The only good thing about the Dynamo vs. Real game was that Real won it. Just as the only good thing about last year’s World Cup final was that Spain managed to beat the appalling Dutch. But are those the sort of games we want? Games in which soccer talent is crushed by physical force?
The question needs to be answered, because there is enough evidence to suggest that there are plenty of people around, within the sport, who do want that sort of game. They must not be allowed to prevail. They should be told loud and clear, from the top, from FIFA -- and, indeed, from Platini -- that their approach is unacceptable.
Over 100 years ago, when soccer was still in its birth pains, the same split surfaced, between those who wanted a physical game (one in which players were permitted to “hack” -- i.e. to kick opponents) and those who preferred skill. The hackers were voted down, out of the sport -- and they departed to develop their own game, to be called rugby.
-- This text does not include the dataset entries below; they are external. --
impl<G: ReplyGateway, P: Pacer> DispatchEngine<G, P> {
    /// Create the engine for `session`, restoring its log or greeting a new one.
    pub fn new(session: Session, gateway: GatewayClient<G>, pacer: P, config: &Config) -> Self {
        let store = ConversationStore::new(session.clone());

        let messages = match store.load() {
            Some(messages) => {
                tracing::info!(
                    session_id = %session.id(),
                    count = messages.len(),
                    "conversation restored"
                );
                messages
            }
            None => {
                let welcome = vec![Message::agent(config.content.welcome.clone())];
                store.save(&welcome);
                tracing::info!(session_id = %session.id(), "new conversation started");
                welcome
            }
        };

        let (events, _) = broadcast::channel(EVENT_CHANNEL_CAPACITY);
        let (busy, _) = watch::channel(false);

        Self {
            shared: Arc::new(Shared {
                session,
                store,
                gateway,
                pacer,
                pacing: config.pacing,
                typing_status: config.content.typing_status.clone(),
                quick_questions: config.quick_questions.clone(),
                state: Mutex::new(EngineState {
                    messages,
                    typing: None,
                    dispatch: DispatchState::new(),
                    next_submission: 1,
                }),
                events,
                busy,
            }),
        }
    }

    pub fn session_id(&self) -> &SessionId {
        self.shared.session.id()
    }

    /// Snapshot of the conversation log, oldest first.
    pub fn messages(&self) -> Vec<Message> {
        self.lock().messages.clone()
    }

    /// Current typing indicator text, if shown.
    pub fn typing_status(&self) -> Option<String> {
        self.lock().typing.clone()
    }

    /// False while a dispatch is underway.
    pub fn is_input_enabled(&self) -> bool {
        !self.lock().dispatch.is_busy()
    }

    /// Submissions waiting behind the current dispatch, in order.
    pub fn pending(&self) -> Vec<(SubmissionId, String)> {
        self.lock()
            .dispatch
            .queue()
            .iter()
            .map(|message| (message.id, message.text.clone()))
            .collect()
    }

    pub fn quick_questions(&self) -> &[String] {
        &self.shared.quick_questions
    }

    pub fn subscribe(&self) -> broadcast::Receiver<EngineEvent> {
        self.shared.events.subscribe()
    }

    /// Accept a user message.
    ///
    /// Blank input is ignored and returns `None`. Otherwise the message is
    /// appended to the log at once, then dispatched or queued. Must be called
    /// from within a tokio runtime.
    pub fn submit(&self, text: &str) -> Option<Submission> {
        let text = text.trim();
        if text.is_empty() {
            return None;
        }

        let (id, effects) = {
            let mut state = self.lock();
            self.append_locked(&mut state, Message::user(text));

            let id = SubmissionId(state.next_submission);
            state.next_submission += 1;

            let effects = state.dispatch.apply(DispatchEvent::Submitted(PendingMessage {
                id,
                text: text.to_string(),
            }));
            self.publish_busy(&state);
            (id, effects)
        };

        let mut disposition = Disposition::Queued;
        for effect in effects {
            match effect {
                DispatchEffect::Dispatch {
                    message,
                    after_cooldown,
                } => {
                    disposition = Disposition::Dispatched;
                    let engine = self.clone();
                    tokio::spawn(async move { engine.drive(message, after_cooldown).await });
                }
                DispatchEffect::Queued(queued) => {
                    tracing::debug!(session_id = %self.session_id(), submission = %queued, "submission queued");
                }
                DispatchEffect::Cancelled(_) | DispatchEffect::BecameIdle => {}
            }
        }

        Some(Submission { id, disposition })
    }

    /// Submit the configured quick question at `index`.
    pub fn submit_quick_question(&self, index: usize) -> Option<Submission> {
        let question = self.shared.quick_questions.get(index)?.clone();
        self.submit(&question)
    }

    /// Withdraw a submission that is still queued. The user's message stays
    /// in the log; only the pending dispatch is dropped.
    pub fn cancel_queued(&self, id: SubmissionId) -> bool {
        let effects = self.lock().dispatch.apply(DispatchEvent::CancelRequested(id));
        let cancelled = effects.contains(&DispatchEffect::Cancelled(id));
        if cancelled {
            tracing::debug!(session_id = %self.session_id(), submission = %id, "queued submission cancelled");
        }
        cancelled
    }

    /// Resolve once the engine is idle with nothing queued.
    pub async fn wait_idle(&self) {
        let mut busy = self.shared.busy.subscribe();
        // The sender lives in `shared`, which `self` keeps alive.
        let _ = busy.wait_for(|busy| !*busy).await;
    }

    /// Run dispatches back to back until the queue drains.
    async fn drive(self, first: PendingMessage, first_after_cooldown: bool) {
        let mut next = Some((first, first_after_cooldown));

        while let Some((message, after_cooldown)) = next.take() {
            if after_cooldown {
                self.shared
                    .pacer
                    .pause(self.shared.pacing.turn_cooldown())
                    .await;
            }

            self.reveal(&message).await;

            let effects = {
                let mut state = self.lock();
                let effects = state.dispatch.apply(DispatchEvent::RevealCompleted);
                self.publish_busy(&state);
                effects
            };

            for effect in effects {
                match effect {
                    DispatchEffect::Dispatch {
                        message,
                        after_cooldown,
                    } => next = Some((message, after_cooldown)),
                    DispatchEffect::BecameIdle => {
                        tracing::debug!(session_id = %self.session_id(), "dispatch queue drained");
                    }
                    DispatchEffect::Queued(_) | DispatchEffect::Cancelled(_) => {}
                }
            }
        }
    }

    /// Reveal protocol for one dispatch.
    async fn reveal(&self, message: &PendingMessage) {
        let shared = &self.shared;
        tracing::debug!(session_id = %self.session_id(), submission = %message.id, "dispatch started");

        self.set_typing(Some(shared.typing_status.clone()));
        let reply = shared.gateway.send(shared.session.id(), &message.text).await;

        let count = reply.segments.len();
        for (index, segment) in reply.segments.into_iter().enumerate() {
            if index > 0 {
                self.set_typing(Some(shared.typing_status.clone()));
                shared.pacer.pause(shared.pacing.typing_hold()).await;
            }

            self.set_typing(None);
            self.append(Message::agent(segment));

            if index + 1 < count {
                shared.pacer.pause(shared.pacing.segment_gap()).await;
            }
        }

        self.set_typing(None);
        tracing::debug!(
            session_id = %self.session_id(),
            submission = %message.id,
            outcome = ?reply.outcome,
            segments = count,
            "dispatch finished"
        );
    }

    fn append(&self, message: Message) {
        let mut state = self.lock();
        self.append_locked(&mut state, message);
    }

    fn append_locked(&self, state: &mut EngineState, message: Message) {
        state.messages.push(message.clone());
        self.shared.store.save(&state.messages);
        let _ = self.shared.events.send(EngineEvent::MessageAppended(message));
    }

    fn set_typing(&self, status: Option<String>) {
        let mut state = self.lock();
        if state.typing != status {
            state.typing.clone_from(&status);
            let _ = self.shared.events.send(EngineEvent::TypingChanged(status));
        }
    }

    fn publish_busy(&self, state: &EngineState) {
        let busy = state.dispatch.is_busy();
        let changed = self.shared.busy.send_if_modified(|current| {
            if *current == busy {
                false
            } else {
                *current = busy;
                true
            }
        });
        if changed {
            let _ = self.shared.events.send(EngineEvent::InputEnabled(!busy));
        }
    }

    fn lock(&self) -> MutexGuard<'_, EngineState> {
        self.shared
            .state
            .lock()
            .unwrap_or_else(PoisonError::into_inner)
    }
}
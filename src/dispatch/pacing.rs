//! Injectable delays for the reveal protocol.

use std::sync::{Arc, Mutex, PoisonError};
use std::time::Duration;

/// Source of the fixed pacing delays.
pub trait Pacer: Send + Sync + 'static {
    fn pause(&self, duration: Duration) -> impl std::future::Future<Output = ()> + Send;
}

/// Wall-clock pacing on the tokio timer.
#[derive(Debug, Clone, Copy, Default)]
pub struct TokioPacer;

impl Pacer for TokioPacer {
    async fn pause(&self, duration: Duration) {
        tokio::time::sleep(duration).await;
    }
}

/// Pacer that returns immediately and records every requested pause.
#[derive(Debug, Clone, Default)]
pub struct RecordingPacer {
    pauses: Arc<Mutex<Vec<Duration>>>,
}

impl RecordingPacer {
    pub fn new() -> Self {
        Self::default()
    }

    /// Pauses requested so far, in order.
    pub fn pauses(&self) -> Vec<Duration> {
        self.pauses
            .lock()
            .unwrap_or_else(PoisonError::into_inner)
            .clone()
    }
}

impl Pacer for RecordingPacer {
    async fn pause(&self, duration: Duration) {
        self.pauses
            .lock()
            .unwrap_or_else(PoisonError::into_inner)
            .push(duration);
        tokio::task::yield_now().await;
    }
}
But the hackers have never really gone away. They remain a subversive presence in a sport that is far too tolerant of their influence. It is precisely that influence that, quite deliberately, turns games that should be showcases of what is best in the sport into degrading pitched battles.
This time, Ronaldo was the target for the hackers. He escaped, just, with a severely gashed ankle. Next time? It’s worth considering who might be the next victim, because the obvious one, the player who likes to dribble the ball, the player who makes life so difficult for defenders, in Lionel Messi.
Is there a soccer fan anywhere in the world who has not at some moment feared for Messi’s safety? Who has not had a vision of a badly injured Messi leaving the field on a stretcher?
Is that what we want? Messi, or Ronaldo, or any other skilled player, a victim of violent play. And a victim of his own sport, which cannot summon up the guts to take the issue seriously.